*** Opening of Supplied records ***

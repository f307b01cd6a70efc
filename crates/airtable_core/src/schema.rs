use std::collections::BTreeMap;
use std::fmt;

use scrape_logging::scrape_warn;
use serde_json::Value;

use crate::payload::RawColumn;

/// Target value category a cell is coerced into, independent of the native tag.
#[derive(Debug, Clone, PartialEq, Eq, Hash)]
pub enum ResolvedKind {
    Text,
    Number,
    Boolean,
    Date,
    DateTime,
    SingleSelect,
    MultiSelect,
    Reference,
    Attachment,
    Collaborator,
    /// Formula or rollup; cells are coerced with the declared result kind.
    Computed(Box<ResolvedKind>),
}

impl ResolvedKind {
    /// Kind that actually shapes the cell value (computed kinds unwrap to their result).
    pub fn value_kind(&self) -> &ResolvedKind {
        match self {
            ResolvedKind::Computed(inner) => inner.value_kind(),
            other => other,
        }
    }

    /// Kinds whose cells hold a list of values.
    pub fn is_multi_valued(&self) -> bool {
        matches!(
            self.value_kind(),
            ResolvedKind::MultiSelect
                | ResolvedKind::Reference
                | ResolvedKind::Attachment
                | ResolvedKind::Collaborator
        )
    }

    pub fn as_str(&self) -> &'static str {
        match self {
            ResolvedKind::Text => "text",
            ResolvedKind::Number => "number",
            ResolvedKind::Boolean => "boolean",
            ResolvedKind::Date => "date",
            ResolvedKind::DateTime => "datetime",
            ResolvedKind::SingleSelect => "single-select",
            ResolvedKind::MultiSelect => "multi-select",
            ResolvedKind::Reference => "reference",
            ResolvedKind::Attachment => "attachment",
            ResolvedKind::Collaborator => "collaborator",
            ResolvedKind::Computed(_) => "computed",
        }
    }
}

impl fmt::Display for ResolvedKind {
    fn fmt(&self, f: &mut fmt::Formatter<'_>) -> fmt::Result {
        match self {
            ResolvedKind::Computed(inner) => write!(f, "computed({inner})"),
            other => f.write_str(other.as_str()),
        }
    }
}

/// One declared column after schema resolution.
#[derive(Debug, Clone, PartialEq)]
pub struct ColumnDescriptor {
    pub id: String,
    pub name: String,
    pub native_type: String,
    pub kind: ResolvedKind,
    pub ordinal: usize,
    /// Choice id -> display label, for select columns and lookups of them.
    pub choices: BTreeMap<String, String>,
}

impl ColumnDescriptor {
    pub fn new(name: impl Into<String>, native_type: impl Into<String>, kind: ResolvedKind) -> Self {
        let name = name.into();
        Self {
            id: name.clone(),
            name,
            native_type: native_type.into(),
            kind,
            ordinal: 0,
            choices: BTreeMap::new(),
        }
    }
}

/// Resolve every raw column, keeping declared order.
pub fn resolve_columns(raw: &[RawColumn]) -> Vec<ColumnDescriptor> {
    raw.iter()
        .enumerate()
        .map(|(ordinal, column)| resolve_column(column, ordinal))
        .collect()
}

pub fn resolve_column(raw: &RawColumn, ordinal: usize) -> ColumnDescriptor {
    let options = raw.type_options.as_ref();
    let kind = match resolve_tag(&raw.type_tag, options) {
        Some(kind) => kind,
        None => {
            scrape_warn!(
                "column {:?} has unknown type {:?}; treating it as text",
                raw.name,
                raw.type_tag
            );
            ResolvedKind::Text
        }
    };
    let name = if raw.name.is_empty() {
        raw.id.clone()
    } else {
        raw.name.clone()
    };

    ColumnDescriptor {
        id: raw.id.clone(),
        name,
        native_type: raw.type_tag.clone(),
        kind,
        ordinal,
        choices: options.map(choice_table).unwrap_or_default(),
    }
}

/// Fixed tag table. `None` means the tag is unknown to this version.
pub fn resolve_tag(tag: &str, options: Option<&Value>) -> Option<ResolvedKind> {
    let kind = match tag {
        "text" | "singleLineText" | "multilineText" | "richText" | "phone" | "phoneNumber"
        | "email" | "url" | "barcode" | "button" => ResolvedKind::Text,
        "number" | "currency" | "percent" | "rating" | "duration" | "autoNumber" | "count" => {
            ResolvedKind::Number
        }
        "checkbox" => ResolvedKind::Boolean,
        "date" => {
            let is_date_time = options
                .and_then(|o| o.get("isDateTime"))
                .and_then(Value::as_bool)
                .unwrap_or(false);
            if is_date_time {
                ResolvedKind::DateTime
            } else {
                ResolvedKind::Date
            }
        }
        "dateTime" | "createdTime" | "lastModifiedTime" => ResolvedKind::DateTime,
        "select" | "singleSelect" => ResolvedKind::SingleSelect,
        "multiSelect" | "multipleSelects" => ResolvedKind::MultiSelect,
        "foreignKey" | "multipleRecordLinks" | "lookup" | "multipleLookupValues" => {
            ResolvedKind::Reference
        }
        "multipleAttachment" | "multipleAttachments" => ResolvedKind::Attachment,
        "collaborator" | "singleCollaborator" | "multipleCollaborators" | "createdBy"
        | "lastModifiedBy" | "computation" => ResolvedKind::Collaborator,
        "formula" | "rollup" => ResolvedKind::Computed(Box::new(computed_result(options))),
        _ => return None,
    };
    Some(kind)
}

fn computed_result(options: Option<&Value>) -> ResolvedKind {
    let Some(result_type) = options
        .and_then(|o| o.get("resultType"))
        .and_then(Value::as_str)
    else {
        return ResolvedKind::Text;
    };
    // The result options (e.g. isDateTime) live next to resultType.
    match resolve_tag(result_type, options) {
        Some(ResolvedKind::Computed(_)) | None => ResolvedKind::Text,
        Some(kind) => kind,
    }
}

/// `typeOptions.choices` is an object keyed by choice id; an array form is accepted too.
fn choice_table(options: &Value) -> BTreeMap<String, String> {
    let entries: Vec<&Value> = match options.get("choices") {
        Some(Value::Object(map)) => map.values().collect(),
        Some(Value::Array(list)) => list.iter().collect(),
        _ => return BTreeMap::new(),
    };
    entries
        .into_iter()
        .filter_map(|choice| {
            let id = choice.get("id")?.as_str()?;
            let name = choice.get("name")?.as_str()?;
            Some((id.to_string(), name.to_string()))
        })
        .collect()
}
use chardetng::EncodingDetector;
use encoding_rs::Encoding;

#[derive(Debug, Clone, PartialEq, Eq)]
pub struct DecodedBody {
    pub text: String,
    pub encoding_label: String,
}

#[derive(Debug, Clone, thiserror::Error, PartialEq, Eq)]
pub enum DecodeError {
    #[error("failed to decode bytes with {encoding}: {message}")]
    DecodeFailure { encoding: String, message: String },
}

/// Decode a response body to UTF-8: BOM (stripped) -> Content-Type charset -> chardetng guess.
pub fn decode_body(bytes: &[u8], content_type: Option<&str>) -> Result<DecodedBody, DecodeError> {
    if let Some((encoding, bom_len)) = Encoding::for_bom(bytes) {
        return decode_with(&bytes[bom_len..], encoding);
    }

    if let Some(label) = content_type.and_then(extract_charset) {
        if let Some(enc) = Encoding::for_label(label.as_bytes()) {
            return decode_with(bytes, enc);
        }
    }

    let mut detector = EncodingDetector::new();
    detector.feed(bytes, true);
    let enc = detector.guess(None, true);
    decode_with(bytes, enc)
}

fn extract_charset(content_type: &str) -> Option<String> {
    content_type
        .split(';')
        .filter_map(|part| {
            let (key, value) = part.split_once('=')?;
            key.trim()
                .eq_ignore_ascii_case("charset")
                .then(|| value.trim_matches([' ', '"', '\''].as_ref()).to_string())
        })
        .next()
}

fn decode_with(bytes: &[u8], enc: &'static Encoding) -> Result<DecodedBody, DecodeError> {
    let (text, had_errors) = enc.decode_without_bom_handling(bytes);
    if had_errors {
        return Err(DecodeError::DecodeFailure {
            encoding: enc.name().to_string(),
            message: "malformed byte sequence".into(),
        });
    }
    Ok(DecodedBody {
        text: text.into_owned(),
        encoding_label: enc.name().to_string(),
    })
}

*** Close of Supplied records ***

* [Your assignment]: Gather from the data above every line with the string "list".

* [Solution below]:
    /// Kinds whose cells hold a list of values.
        Some(Value::Array(list)) => list.iter().collect(),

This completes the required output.